Miał być push-back grupy cudzoziemców z Polski na Białoruś. Ludzie mieli zostać wepchnięci do Świsłoczy. Według niepotwierdzonych informacji jedna z kobiet miała utonąć. Żeby to sprawdzić, powiadomiłem policję. Do tej pory moja współpraca z tą formacją układała się dobrze. Niestety, dzisiaj tak nie było. Mimo nielicznej grupy policjantów skierowanych do poszukiwań, aż trzech z nich pilnowało mnie, zamiast przeczesywać teren. Po moich uwagach został przy mnie jeden. Poszukiwania trwały może około pół h. Bez łodzi. Tylko jeden strażnik graniczny miał kalosze.
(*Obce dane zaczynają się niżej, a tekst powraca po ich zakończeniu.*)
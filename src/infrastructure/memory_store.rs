use std::sync::{Mutex, RwLock, RwLockReadGuard, RwLockWriteGuard};
use std::thread;
use std::time::Duration;

use chrono::{DateTime, Utc};

use crate::domain::catalog::{Food, FoodFilter, FoodPatch, Menu, MenuPatch};
use crate::domain::deadline;
use crate::domain::errors::DomainError;
use crate::domain::invoice::{Invoice, InvoicePatch};
use crate::domain::order::{
    DiningTable, DiningTablePatch, Order, OrderFilter, OrderItem, OrderItemPatch, OrderPatch,
};
use crate::domain::pagination::Window;
use crate::domain::ports::EntityStore;
use crate::domain::user::User;

#[derive(Default)]
struct Collections {
    menus: Vec<Menu>,
    foods: Vec<Food>,
    tables: Vec<DiningTable>,
    orders: Vec<Order>,
    order_items: Vec<OrderItem>,
    invoices: Vec<Invoice>,
    users: Vec<User>,
}

/// Process-local store used by tests and by `STORE=memory` runs.
///
/// `set_latency` and `fail_with` simulate a slow or broken backend; both
/// apply to every subsequent call.
#[derive(Default)]
pub struct InMemoryStore {
    data: RwLock<Collections>,
    latency: Mutex<Option<Duration>>,
    failure: Mutex<Option<DomainError>>,
}

impl InMemoryStore {
    pub fn new() -> Self {
        Self::default()
    }

    pub fn set_latency(&self, latency: Option<Duration>) {
        if let Ok(mut guard) = self.latency.lock() {
            *guard = latency;
        }
    }

    pub fn fail_with(&self, failure: Option<DomainError>) {
        if let Ok(mut guard) = self.failure.lock() {
            *guard = failure;
        }
    }

    fn gate(&self) -> Result<(), DomainError> {
        let latency = *self.latency.lock().map_err(poisoned)?;
        if let Some(latency) = latency {
            thread::sleep(latency);
        }
        match self.failure.lock().map_err(poisoned)?.as_ref() {
            Some(err) => Err(err.clone()),
            None => Ok(()),
        }
    }

    fn read(&self) -> Result<RwLockReadGuard<'_, Collections>, DomainError> {
        self.gate()?;
        deadline::check()?;
        self.data.read().map_err(poisoned)
    }

    /// The deadline is checked with the lock held, so a write either lands
    /// before the deadline or not at all.
    fn write(&self) -> Result<RwLockWriteGuard<'_, Collections>, DomainError> {
        self.gate()?;
        let guard = self.data.write().map_err(poisoned)?;
        deadline::check()?;
        Ok(guard)
    }
}

fn poisoned<T>(_: T) -> DomainError {
    DomainError::Internal("in-memory store lock poisoned".to_string())
}

fn duplicate(collection: &str, id: &str) -> DomainError {
    DomainError::Internal(format!("duplicate key '{id}' in {collection}"))
}

/// Sort by creation time then identifier, the order every listing uses.
fn sort_by_creation<T>(rows: &mut [T], key: impl Fn(&T) -> (DateTime<Utc>, &str)) {
    rows.sort_by(|a, b| key(a).cmp(&key(b)));
}

fn count(n: usize) -> i64 {
    i64::try_from(n).unwrap_or(i64::MAX)
}

impl EntityStore for InMemoryStore {
    fn find_menu(&self, menu_id: &str) -> Result<Option<Menu>, DomainError> {
        Ok(self.read()?.menus.iter().find(|m| m.menu_id == menu_id).cloned())
    }

    fn list_menus(&self) -> Result<Vec<Menu>, DomainError> {
        let mut menus = self.read()?.menus.clone();
        sort_by_creation(&mut menus, |m| (m.created_at, m.menu_id.as_str()));
        Ok(menus)
    }

    fn insert_menu(&self, menu: Menu) -> Result<(), DomainError> {
        let mut data = self.write()?;
        if data.menus.iter().any(|m| m.menu_id == menu.menu_id) {
            return Err(duplicate("menus", &menu.menu_id));
        }
        data.menus.push(menu);
        Ok(())
    }

    fn update_menu(
        &self,
        menu_id: &str,
        patch: &MenuPatch,
        updated_at: DateTime<Utc>,
    ) -> Result<bool, DomainError> {
        let mut data = self.write()?;
        let Some(menu) = data.menus.iter_mut().find(|m| m.menu_id == menu_id) else {
            return Ok(false);
        };
        if let Some(name) = &patch.name {
            menu.name = name.clone();
        }
        if let Some(category) = &patch.category {
            menu.category = category.clone();
        }
        if patch.start_date.is_some() {
            menu.start_date = patch.start_date;
        }
        if patch.end_date.is_some() {
            menu.end_date = patch.end_date;
        }
        menu.updated_at = updated_at;
        Ok(true)
    }

    fn find_food(&self, food_id: &str) -> Result<Option<Food>, DomainError> {
        Ok(self.read()?.foods.iter().find(|f| f.food_id == food_id).cloned())
    }

    fn find_foods(&self, food_ids: &[String]) -> Result<Vec<Food>, DomainError> {
        Ok(self
            .read()?
            .foods
            .iter()
            .filter(|f| food_ids.contains(&f.food_id))
            .cloned()
            .collect())
    }

    fn list_foods(&self, filter: &FoodFilter, window: Window) -> Result<Vec<Food>, DomainError> {
        let mut foods: Vec<Food> = self
            .read()?
            .foods
            .iter()
            .filter(|f| filter.matches(f))
            .cloned()
            .collect();
        sort_by_creation(&mut foods, |f| (f.created_at, f.food_id.as_str()));
        Ok(window.slice(&foods))
    }

    fn count_foods(&self, filter: &FoodFilter) -> Result<i64, DomainError> {
        Ok(count(self.read()?.foods.iter().filter(|f| filter.matches(f)).count()))
    }

    fn insert_food(&self, food: Food) -> Result<(), DomainError> {
        let mut data = self.write()?;
        if data.foods.iter().any(|f| f.food_id == food.food_id) {
            return Err(duplicate("foods", &food.food_id));
        }
        data.foods.push(food);
        Ok(())
    }

    fn update_food(
        &self,
        food_id: &str,
        patch: &FoodPatch,
        updated_at: DateTime<Utc>,
    ) -> Result<bool, DomainError> {
        let mut data = self.write()?;
        let Some(food) = data.foods.iter_mut().find(|f| f.food_id == food_id) else {
            return Ok(false);
        };
        if let Some(name) = &patch.name {
            food.name = name.clone();
        }
        if let Some(price) = patch.price {
            food.price = price;
        }
        if let Some(image) = &patch.food_image {
            food.food_image = image.clone();
        }
        if let Some(menu_id) = &patch.menu_id {
            food.menu_id = menu_id.clone();
        }
        food.updated_at = updated_at;
        Ok(true)
    }

    fn find_table(&self, table_id: &str) -> Result<Option<DiningTable>, DomainError> {
        Ok(self.read()?.tables.iter().find(|t| t.table_id == table_id).cloned())
    }

    fn find_tables(&self, table_ids: &[String]) -> Result<Vec<DiningTable>, DomainError> {
        Ok(self
            .read()?
            .tables
            .iter()
            .filter(|t| table_ids.contains(&t.table_id))
            .cloned()
            .collect())
    }

    fn list_tables(&self) -> Result<Vec<DiningTable>, DomainError> {
        let mut tables = self.read()?.tables.clone();
        sort_by_creation(&mut tables, |t| (t.created_at, t.table_id.as_str()));
        Ok(tables)
    }

    fn insert_table(&self, table: DiningTable) -> Result<(), DomainError> {
        let mut data = self.write()?;
        if data.tables.iter().any(|t| t.table_id == table.table_id) {
            return Err(duplicate("dining_tables", &table.table_id));
        }
        data.tables.push(table);
        Ok(())
    }

    fn update_table(
        &self,
        table_id: &str,
        patch: &DiningTablePatch,
        updated_at: DateTime<Utc>,
    ) -> Result<bool, DomainError> {
        let mut data = self.write()?;
        let Some(table) = data.tables.iter_mut().find(|t| t.table_id == table_id) else {
            return Ok(false);
        };
        if let Some(guests) = patch.number_of_guests {
            table.number_of_guests = guests;
        }
        if let Some(number) = patch.table_number {
            table.table_number = number;
        }
        table.updated_at = updated_at;
        Ok(true)
    }

    fn find_order(&self, order_id: &str) -> Result<Option<Order>, DomainError> {
        Ok(self.read()?.orders.iter().find(|o| o.order_id == order_id).cloned())
    }

    fn find_orders(&self, order_ids: &[String]) -> Result<Vec<Order>, DomainError> {
        Ok(self
            .read()?
            .orders
            .iter()
            .filter(|o| order_ids.contains(&o.order_id))
            .cloned()
            .collect())
    }

    fn list_orders(&self, filter: &OrderFilter, window: Window) -> Result<Vec<Order>, DomainError> {
        let mut orders: Vec<Order> = self
            .read()?
            .orders
            .iter()
            .filter(|o| filter.matches(o))
            .cloned()
            .collect();
        sort_by_creation(&mut orders, |o| (o.created_at, o.order_id.as_str()));
        Ok(window.slice(&orders))
    }

    fn count_orders(&self, filter: &OrderFilter) -> Result<i64, DomainError> {
        Ok(count(self.read()?.orders.iter().filter(|o| filter.matches(o)).count()))
    }

    fn insert_order(&self, order: Order) -> Result<(), DomainError> {
        let mut data = self.write()?;
        if data.orders.iter().any(|o| o.order_id == order.order_id) {
            return Err(duplicate("orders", &order.order_id));
        }
        data.orders.push(order);
        Ok(())
    }

    fn insert_order_with_items(&self, order: Order, items: Vec<OrderItem>) -> Result<(), DomainError> {
        let mut data = self.write()?;
        if data.orders.iter().any(|o| o.order_id == order.order_id) {
            return Err(duplicate("orders", &order.order_id));
        }
        if let Some(item) = items
            .iter()
            .find(|i| data.order_items.iter().any(|e| e.order_item_id == i.order_item_id))
        {
            return Err(duplicate("order_items", &item.order_item_id));
        }
        data.orders.push(order);
        data.order_items.extend(items);
        Ok(())
    }

    fn update_order(
        &self,
        order_id: &str,
        patch: &OrderPatch,
        updated_at: DateTime<Utc>,
    ) -> Result<bool, DomainError> {
        let mut data = self.write()?;
        let Some(order) = data.orders.iter_mut().find(|o| o.order_id == order_id) else {
            return Ok(false);
        };
        if let Some(date) = patch.order_date {
            order.order_date = date;
        }
        if patch.table_id.is_some() {
            order.table_id = patch.table_id.clone();
        }
        order.updated_at = updated_at;
        Ok(true)
    }

    fn find_order_item(&self, order_item_id: &str) -> Result<Option<OrderItem>, DomainError> {
        Ok(self
            .read()?
            .order_items
            .iter()
            .find(|i| i.order_item_id == order_item_id)
            .cloned())
    }

    fn order_items_for_order(&self, order_id: &str) -> Result<Vec<OrderItem>, DomainError> {
        let mut items: Vec<OrderItem> = self
            .read()?
            .order_items
            .iter()
            .filter(|i| i.order_id == order_id)
            .cloned()
            .collect();
        sort_by_creation(&mut items, |i| (i.created_at, i.order_item_id.as_str()));
        Ok(items)
    }

    fn list_order_items(&self) -> Result<Vec<OrderItem>, DomainError> {
        let mut items = self.read()?.order_items.clone();
        sort_by_creation(&mut items, |i| (i.created_at, i.order_item_id.as_str()));
        Ok(items)
    }

    fn insert_order_items(&self, items: Vec<OrderItem>) -> Result<(), DomainError> {
        let mut data = self.write()?;
        if let Some(item) = items
            .iter()
            .find(|i| data.order_items.iter().any(|e| e.order_item_id == i.order_item_id))
        {
            return Err(duplicate("order_items", &item.order_item_id));
        }
        data.order_items.extend(items);
        Ok(())
    }

    fn update_order_item(
        &self,
        order_item_id: &str,
        patch: &OrderItemPatch,
        updated_at: DateTime<Utc>,
    ) -> Result<bool, DomainError> {
        let mut data = self.write()?;
        let Some(item) = data
            .order_items
            .iter_mut()
            .find(|i| i.order_item_id == order_item_id)
        else {
            return Ok(false);
        };
        if let Some(quantity) = patch.quantity {
            item.quantity = quantity;
        }
        if let Some(price) = patch.unit_price {
            item.unit_price = price;
        }
        if let Some(food_id) = &patch.food_id {
            item.food_id = food_id.clone();
        }
        item.updated_at = updated_at;
        Ok(true)
    }

    fn find_invoice(&self, invoice_id: &str) -> Result<Option<Invoice>, DomainError> {
        Ok(self
            .read()?
            .invoices
            .iter()
            .find(|i| i.invoice_id == invoice_id)
            .cloned())
    }

    fn list_invoices(&self, window: Window) -> Result<Vec<Invoice>, DomainError> {
        let mut invoices = self.read()?.invoices.clone();
        sort_by_creation(&mut invoices, |i| (i.created_at, i.invoice_id.as_str()));
        Ok(window.slice(&invoices))
    }

    fn count_invoices(&self) -> Result<i64, DomainError> {
        Ok(count(self.read()?.invoices.len()))
    }

    fn insert_invoice(&self, invoice: Invoice) -> Result<(), DomainError> {
        let mut data = self.write()?;
        if data.invoices.iter().any(|i| i.invoice_id == invoice.invoice_id) {
            return Err(duplicate("invoices", &invoice.invoice_id));
        }
        data.invoices.push(invoice);
        Ok(())
    }

    fn update_invoice(
        &self,
        invoice_id: &str,
        patch: &InvoicePatch,
        updated_at: DateTime<Utc>,
    ) -> Result<bool, DomainError> {
        let mut data = self.write()?;
        let Some(invoice) = data.invoices.iter_mut().find(|i| i.invoice_id == invoice_id) else {
            return Ok(false);
        };
        if patch.payment_method.is_some() {
            invoice.payment_method = patch.payment_method;
        }
        if patch.payment_status.is_some() {
            invoice.payment_status = patch.payment_status;
        }
        invoice.updated_at = updated_at;
        Ok(true)
    }

    fn find_user(&self, user_id: &str) -> Result<Option<User>, DomainError> {
        Ok(self.read()?.users.iter().find(|u| u.user_id == user_id).cloned())
    }

    fn list_users(&self, window: Window) -> Result<Vec<User>, DomainError> {
        let mut users = self.read()?.users.clone();
        sort_by_creation(&mut users, |u| (u.created_at, u.user_id.as_str()));
        Ok(window.slice(&users))
    }

    fn count_users(&self) -> Result<i64, DomainError> {
        Ok(count(self.read()?.users.len()))
    }

    fn insert_user(&self, user: User) -> Result<(), DomainError> {
        let mut data = self.write()?;
        if data.users.iter().any(|u| u.user_id == user.user_id) {
            return Err(duplicate("users", &user.user_id));
        }
        data.users.push(user);
        Ok(())
    }
}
W miejscu, gdzie miała utonąć kobieta, odnaleziono damską kurtkę. Policjant, dowodzący akcją, przekazał ją straży granicznej do utylizacji. Interweniowałem.
Po wszystkim pojechałem na posterunek w Michałowie i złożyłem w tej sprawie zeznania. Odnaleziona kurtka miała trafić na posterunek w Gródku.
Subskrybuj: http://youtube.com/Czabanrobiraban?su...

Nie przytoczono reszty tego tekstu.